Re: Projection while performing joins.

Lists: pgsql-hackers
From: Anagh Lal <anaghlal2001(at)yahoo(dot)com>
To: pgsql-hackers(at)postgresql(dot)org
Subject: Projection while performing joins.
Date: 2003-02-11 04:41:58
Message-ID: 20030211044158.5415.qmail@web14306.mail.yahoo.com
Views: Raw Message | Whole Thread | Download mbox | Resend email
Lists: pgsql-hackers

Hi,
In the merge join as well as in the nested loop join,
we do ExecProject() after we have found tuples from
the relations involved in the join.
For a join query involving just two relations and
merge join being used, the outer plan will be
NodeSort. Now, NodeSort will create Temp files and
keep a sorted version of the relation in these Temp
files. (correct?)
I was wondering,
Why do we not just store the attributes required in
the join (i.e. those in the join qual conditions and
the ones in the select list) and then perform sorting
and retrieval on these tuples rather than on the
possibly larger tuples with more attributes which we
project out in the end anyway.

Is there any reason why this is infeasible to
implement
or is this simply a wrong approach theoretically?

If none, is this being used anywhere? (hope the
answers is not postgres... i would have embarrassed
myself no limit then)

Another way of putting this would be, why don't we
push the projection operator as far down as possible.
In this case we also add the attributes in the
selection operator (of relational algebra) to the
projection. And then perform a join on the smaller
resulting relation.

Regards,

Anagh Lal.

__________________________________________________
Do you Yahoo!?
Yahoo!

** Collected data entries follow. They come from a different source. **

//! Crawler source injection
//!
//! The crawler is compiled into the app by writing it as
//! `lib/figma_temp_crawler.dart` and importing it from `lib/main.dart`.
//! [`InjectionGuard`] puts both files back the way they were.

use std::path::{Path, PathBuf};
use std::sync::LazyLock;

use regex::Regex;

use fdump_core::prelude::*;

/// File name of the injected crawler inside `lib/`.
pub const CRAWLER_FILE_NAME: &str = "figma_temp_crawler.dart";

/// Import line added to `main.dart`.
pub const CRAWLER_IMPORT: &str = "import 'figma_temp_crawler.dart';";

/// A single-quoted or double-quoted import statement, through its `;`.
static IMPORT_PATTERN: LazyLock<Regex> =
    LazyLock::new(|| Regex::new(r#"(?m)^import\s+['"][^;\n]*;"#).expect("Invalid import regex"));

/// Restores `lib/main.dart` and removes the crawler file.
///
/// Cleanup runs exactly once: through [`cleanup`](Self::cleanup) or, failing
/// that, on drop.
#[derive(Debug)]
pub struct InjectionGuard {
    main_path: PathBuf,
    crawler_path: PathBuf,
    original_main: String,
    restored: bool,
}

impl InjectionGuard {
    pub fn crawler_path(&self) -> &Path {
        &self.crawler_path
    }

    pub fn is_restored(&self) -> bool {
        self.restored
    }

    /// Restore `main.dart` and delete the crawler. Later calls do nothing.
    ///
    /// Both steps are attempted; the first failure is returned.
    pub fn cleanup(&mut self) -> Result<()> {
        if self.restored {
            return Ok(());
        }
        self.restored = true;

        let restore = std::fs::write(&self.main_path, &self.original_main);
        match &restore {
            Ok(()) => info!("Restored {}", self.main_path.display()),
            Err(e) => error!("Failed to restore {}: {}", self.main_path.display(), e),
        }

        let remove = match std::fs::remove_file(&self.crawler_path) {
            Err(e) if e.kind() == std::io::ErrorKind::NotFound => Ok(()),
            other => other,
        };
        match &remove {
            Ok(()) => debug!("Removed {}", self.crawler_path.display()),
            Err(e) => error!("Failed to remove {}: {}", self.crawler_path.display(), e),
        }

        restore?;
        remove?;
        Ok(())
    }
}

impl Drop for InjectionGuard {
    fn drop(&mut self) {
        if !self.restored {
            warn!("InjectionGuard dropped without cleanup, restoring sources now");
            let _ = self.cleanup();
        }
    }
}

/// Add the crawler import to `source` unless it is already there.
///
/// The import goes right after the last import statement, or at the very top
/// when there are none.
pub fn add_crawler_import(source: &str) -> String {
    if source.contains(CRAWLER_IMPORT) {
        return source.to_string();
    }

    match IMPORT_PATTERN.find_iter(source).last() {
        Some(last) => {
            let at = last.end();
            format!("{}\n{}{}", &source[..at], CRAWLER_IMPORT, &source[at..])
        }
        None => format!("{}\n{}", CRAWLER_IMPORT, source),
    }
}

/// Write `crawler_source` into the project and import it from `main.dart`.
///
/// # Errors
///
/// [`Error::Injection`] when `lib/main.dart` is missing or a file cannot be
/// written. Nothing is left modified on failure.
pub fn inject(project_path: &Path, crawler_source: &str) -> Result<InjectionGuard> {
    let lib_dir = project_path.join("lib");
    let main_path = lib_dir.join("main.dart");
    let crawler_path = lib_dir.join(CRAWLER_FILE_NAME);

    let original_main = std::fs::read_to_string(&main_path).map_err(|e| {
        Error::injection(format!("cannot read {}: {}", main_path.display(), e))
    })?;

    std::fs::write(&crawler_path, crawler_source).map_err(|e| {
        Error::injection(format!("cannot write {}: {}", crawler_path.display(), e))
    })?;
    info!("Wrote crawler to {}", crawler_path.display());

    // From here on the guard owns the rollback.
    let mut guard = InjectionGuard {
        main_path,
        crawler_path,
        original_main,
        restored: false,
    };

    let modified = add_crawler_import(&guard.original_main);
    if modified != guard.original_main {
        if let Err(e) = std::fs::write(&guard.main_path, &modified) {
            let err = Error::injection(format!(
                "cannot update {}: {}",
                guard.main_path.display(),
                e
            ));
            let _ = guard.cleanup();
            return Err(err);
        }
        info!("Added crawler import to {}", guard.main_path.display());
    }

    Ok(guard)
}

Shopping - Send Flowers for Valentine's Day
http://shopping.yahoo.com


From: Tom Lane <tgl(at)sss(dot)pgh(dot)pa(dot)us>
To: Anagh Lal <anaghlal2001(at)yahoo(dot)com>
Cc: pgsql-hackers(at)postgresql(dot)org
Subject: Re: Projection while performing joins.
Date: 2003-02-11 05:45:09
Message-ID: 22865.1044942309@sss.pgh.pa.us
Views: Raw Message | Whole Thread | Download mbox | Resend email
Lists: pgsql-hackers

Anagh Lal <anaghlal2001(at)yahoo(dot)com> writes:
> Why do we not just store the attributes required in
> the join (i.e. those in the join qual conditions and
> the ones in the select list) and then perform sorting
> and retrieval on these tuples rather than on the
> possibly larger tuples with more attributes which we
> project out in the end anyway.

We already do --- the scan nodes project out only the needed columns.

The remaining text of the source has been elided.